== TASK TO CARRY OUT ==
Every line of the data below should be printed exactly. Nothing may be dropped.

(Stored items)
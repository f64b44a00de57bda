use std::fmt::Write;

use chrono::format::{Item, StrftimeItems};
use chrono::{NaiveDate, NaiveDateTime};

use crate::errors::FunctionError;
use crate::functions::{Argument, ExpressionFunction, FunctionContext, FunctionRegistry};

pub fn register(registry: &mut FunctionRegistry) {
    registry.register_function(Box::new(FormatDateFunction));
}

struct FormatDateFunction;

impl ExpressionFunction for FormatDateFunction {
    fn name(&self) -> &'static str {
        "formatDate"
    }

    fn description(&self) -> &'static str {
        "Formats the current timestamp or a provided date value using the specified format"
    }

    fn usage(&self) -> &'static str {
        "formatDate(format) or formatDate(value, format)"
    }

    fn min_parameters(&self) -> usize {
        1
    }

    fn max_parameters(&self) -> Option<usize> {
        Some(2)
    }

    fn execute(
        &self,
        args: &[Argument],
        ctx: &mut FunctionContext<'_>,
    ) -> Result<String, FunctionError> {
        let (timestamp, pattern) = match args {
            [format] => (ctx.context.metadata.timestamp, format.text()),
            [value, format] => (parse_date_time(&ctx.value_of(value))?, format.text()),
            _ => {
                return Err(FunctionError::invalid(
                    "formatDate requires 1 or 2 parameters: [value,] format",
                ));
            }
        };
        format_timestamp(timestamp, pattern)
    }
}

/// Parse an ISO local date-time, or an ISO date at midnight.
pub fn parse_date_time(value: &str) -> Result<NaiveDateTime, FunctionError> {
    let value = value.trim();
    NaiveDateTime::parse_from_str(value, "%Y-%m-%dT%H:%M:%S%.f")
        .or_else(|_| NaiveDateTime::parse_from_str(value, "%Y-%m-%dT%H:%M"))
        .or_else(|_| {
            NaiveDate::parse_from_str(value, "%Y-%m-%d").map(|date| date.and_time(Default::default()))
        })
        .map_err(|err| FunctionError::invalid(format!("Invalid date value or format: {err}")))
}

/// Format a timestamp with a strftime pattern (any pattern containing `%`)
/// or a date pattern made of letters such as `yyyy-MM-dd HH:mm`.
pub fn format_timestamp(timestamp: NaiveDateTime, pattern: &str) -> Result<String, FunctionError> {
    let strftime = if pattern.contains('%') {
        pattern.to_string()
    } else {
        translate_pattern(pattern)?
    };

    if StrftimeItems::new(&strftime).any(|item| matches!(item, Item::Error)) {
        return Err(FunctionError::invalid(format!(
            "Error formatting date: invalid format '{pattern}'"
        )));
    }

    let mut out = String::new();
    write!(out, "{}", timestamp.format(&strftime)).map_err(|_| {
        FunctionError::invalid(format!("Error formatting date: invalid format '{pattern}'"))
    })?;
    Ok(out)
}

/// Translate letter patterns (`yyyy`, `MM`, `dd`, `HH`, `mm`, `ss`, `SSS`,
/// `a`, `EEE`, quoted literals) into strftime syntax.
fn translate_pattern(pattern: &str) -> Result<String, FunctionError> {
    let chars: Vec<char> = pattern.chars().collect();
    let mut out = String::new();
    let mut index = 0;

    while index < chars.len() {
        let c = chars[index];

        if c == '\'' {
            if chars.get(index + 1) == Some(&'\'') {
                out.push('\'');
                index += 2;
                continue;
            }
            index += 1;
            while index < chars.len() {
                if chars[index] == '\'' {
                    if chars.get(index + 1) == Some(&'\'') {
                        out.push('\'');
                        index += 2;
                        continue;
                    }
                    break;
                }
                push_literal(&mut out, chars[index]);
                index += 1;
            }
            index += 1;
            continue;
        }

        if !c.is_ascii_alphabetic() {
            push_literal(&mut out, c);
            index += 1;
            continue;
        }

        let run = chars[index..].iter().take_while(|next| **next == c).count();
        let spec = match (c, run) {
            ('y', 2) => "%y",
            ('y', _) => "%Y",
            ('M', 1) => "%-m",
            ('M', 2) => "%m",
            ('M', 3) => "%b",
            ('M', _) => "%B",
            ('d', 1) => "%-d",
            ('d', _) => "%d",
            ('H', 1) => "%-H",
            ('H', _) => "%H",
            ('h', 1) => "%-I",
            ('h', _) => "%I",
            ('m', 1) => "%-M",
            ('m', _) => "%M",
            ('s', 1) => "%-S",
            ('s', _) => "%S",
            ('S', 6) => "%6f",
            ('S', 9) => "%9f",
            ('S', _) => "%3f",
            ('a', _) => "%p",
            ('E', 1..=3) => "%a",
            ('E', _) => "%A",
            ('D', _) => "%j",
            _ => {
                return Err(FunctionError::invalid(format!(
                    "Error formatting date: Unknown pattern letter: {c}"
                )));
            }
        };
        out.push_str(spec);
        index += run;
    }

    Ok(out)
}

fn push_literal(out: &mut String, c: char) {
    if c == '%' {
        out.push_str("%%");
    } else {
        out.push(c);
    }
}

== TASK ANSWER ==
repository f64b44a00de57bda
use std::fmt::Write;

use chrono::format::{Item, StrftimeItems};
use chrono::{NaiveDate, NaiveDateTime};

use crate::errors::FunctionError;
use crate::functions::{Argument, ExpressionFunction, FunctionContext, FunctionRegistry};

pub fn register(registry: &mut FunctionRegistry) {
    registry.register_function(Box::new(FormatDateFunction));
}

struct FormatDateFunction;

impl ExpressionFunction for FormatDateFunction {
    fn name(&self) -> &'static str {
        "formatDate"
    }

    fn description(&self) -> &'static str {
        "Formats the current timestamp or a provided date value using the specified format"
    }

    fn usage(&self) -> &'static str {
        "formatDate(format) or formatDate(value, format)"
    }

    fn min_parameters(&self) -> usize {
        1
    }

    fn max_parameters(&self) -> Option<usize> {
        Some(2)
    }

    fn execute(
        &self,
        args: &[Argument],
        ctx: &mut FunctionContext<'_>,
    ) -> Result<String, FunctionError> {
        let (timestamp, pattern) = match args {
            [format] => (ctx.context.metadata.timestamp, format.text()),
            [value, format] => (parse_date_time(&ctx.value_of(value))?, format.text()),
            _ => {
                return Err(FunctionError::invalid(
                    "formatDate requires 1 or 2 parameters: [value,] format",
                ));
            }
        };
        format_timestamp(timestamp, pattern)
    }
}

/// Parse an ISO local date-time, or an ISO date at midnight.
pub fn parse_date_time(value: &str) -> Result<NaiveDateTime, FunctionError> {
    let value = value.trim();
    NaiveDateTime::parse_from_str(value, "%Y-%m-%dT%H:%M:%S%.f")
        .or_else(|_| NaiveDateTime::parse_from_str(value, "%Y-%m-%dT%H:%M"))
        .or_else(|_| {
            NaiveDate::parse_from_str(value, "%Y-%m-%d").map(|date| date.and_time(Default::default()))
        })
        .map_err(|err| FunctionError::invalid(format!("Invalid date value or format: {err}")))
}

/// Format a timestamp with a strftime pattern (any pattern containing `%`)
/// or a date pattern made of letters such as `yyyy-MM-dd HH:mm`.
pub fn format_timestamp(timestamp: NaiveDateTime, pattern: &str) -> Result<String, FunctionError> {
    let strftime = if pattern.contains('%') {
        pattern.to_string()
    } else {
        translate_pattern(pattern)?
    };

    if StrftimeItems::new(&strftime).any(|item| matches!(item, Item::Error)) {
        return Err(FunctionError::invalid(format!(
            "Error formatting date: invalid format '{pattern}'"
        )));
    }

    let mut out = String::new();
    write!(out, "{}", timestamp.format(&strftime)).map_err(|_| {
        FunctionError::invalid(format!("Error formatting date: invalid format '{pattern}'"))
    })?;
    Ok(out)
}

/// Translate letter patterns (`yyyy`, `MM`, `dd`, `HH`, `mm`, `ss`, `SSS`,
/// `a`, `EEE`, quoted literals) into strftime syntax.
fn translate_pattern(pattern: &str) -> Result<String, FunctionError> {
    let chars: Vec<char> = pattern.chars().collect();
    let mut out = String::new();
    let mut index = 0;

    while index < chars.len() {
        let c = chars[index];

        if c == '\'' {
            if chars.get(index + 1) == Some(&'\'') {
                out.push('\'');
                index += 2;
                continue;
            }
            index += 1;
            while index < chars.len() {
                if chars[index] == '\'' {
                    if chars.get(index + 1) == Some(&'\'') {
                        out.push('\'');
                        index += 2;
                        continue;
                    }
                    break;
                }
                push_literal(&mut out, chars[index]);
                index += 1;
            }
            index += 1;
            continue;
        }

        if !c.is_ascii_alphabetic() {
            push_literal(&mut out, c);
            index += 1;
            continue;
        }

        let run = chars[index..].iter().take_while(|next| **next == c).count();
        let spec = match (c, run) {
            ('y', 2) => "%y",
            ('y', _) => "%Y",
            ('M', 1) => "%-m",
            ('M', 2) => "%m",
            ('M', 3) => "%b",
            ('M', _) => "%B",
            ('d', 1) => "%-d",
            ('d', _) => "%d",
            ('H', 1) => "%-H",
            ('H', _) => "%H",
            ('h', 1) => "%-I",
            ('h', _) => "%I",
            ('m', 1) => "%-M",
            ('m', _) => "%M",
            ('s', 1) => "%-S",
            ('s', _) => "%S",
            ('S', 6) => "%6f",
            ('S', 9) => "%9f",
            ('S', _) => "%3f",
            ('a', _) => "%p",
            ('E', 1..=3) => "%a",
            ('E', _) => "%A",
            ('D', _) => "%j",
            _ => {
                return Err(FunctionError::invalid(format!(
                    "Error formatting date: Unknown pattern letter: {c}"
                )));
            }
        };
        out.push_str(spec);
        index += run;
    }

    Ok(out)
}

fn push_literal(out: &mut String, c: char) {
    if c == '%' {
        out.push_str("%%");
    } else {
        out.push(c);
    }
}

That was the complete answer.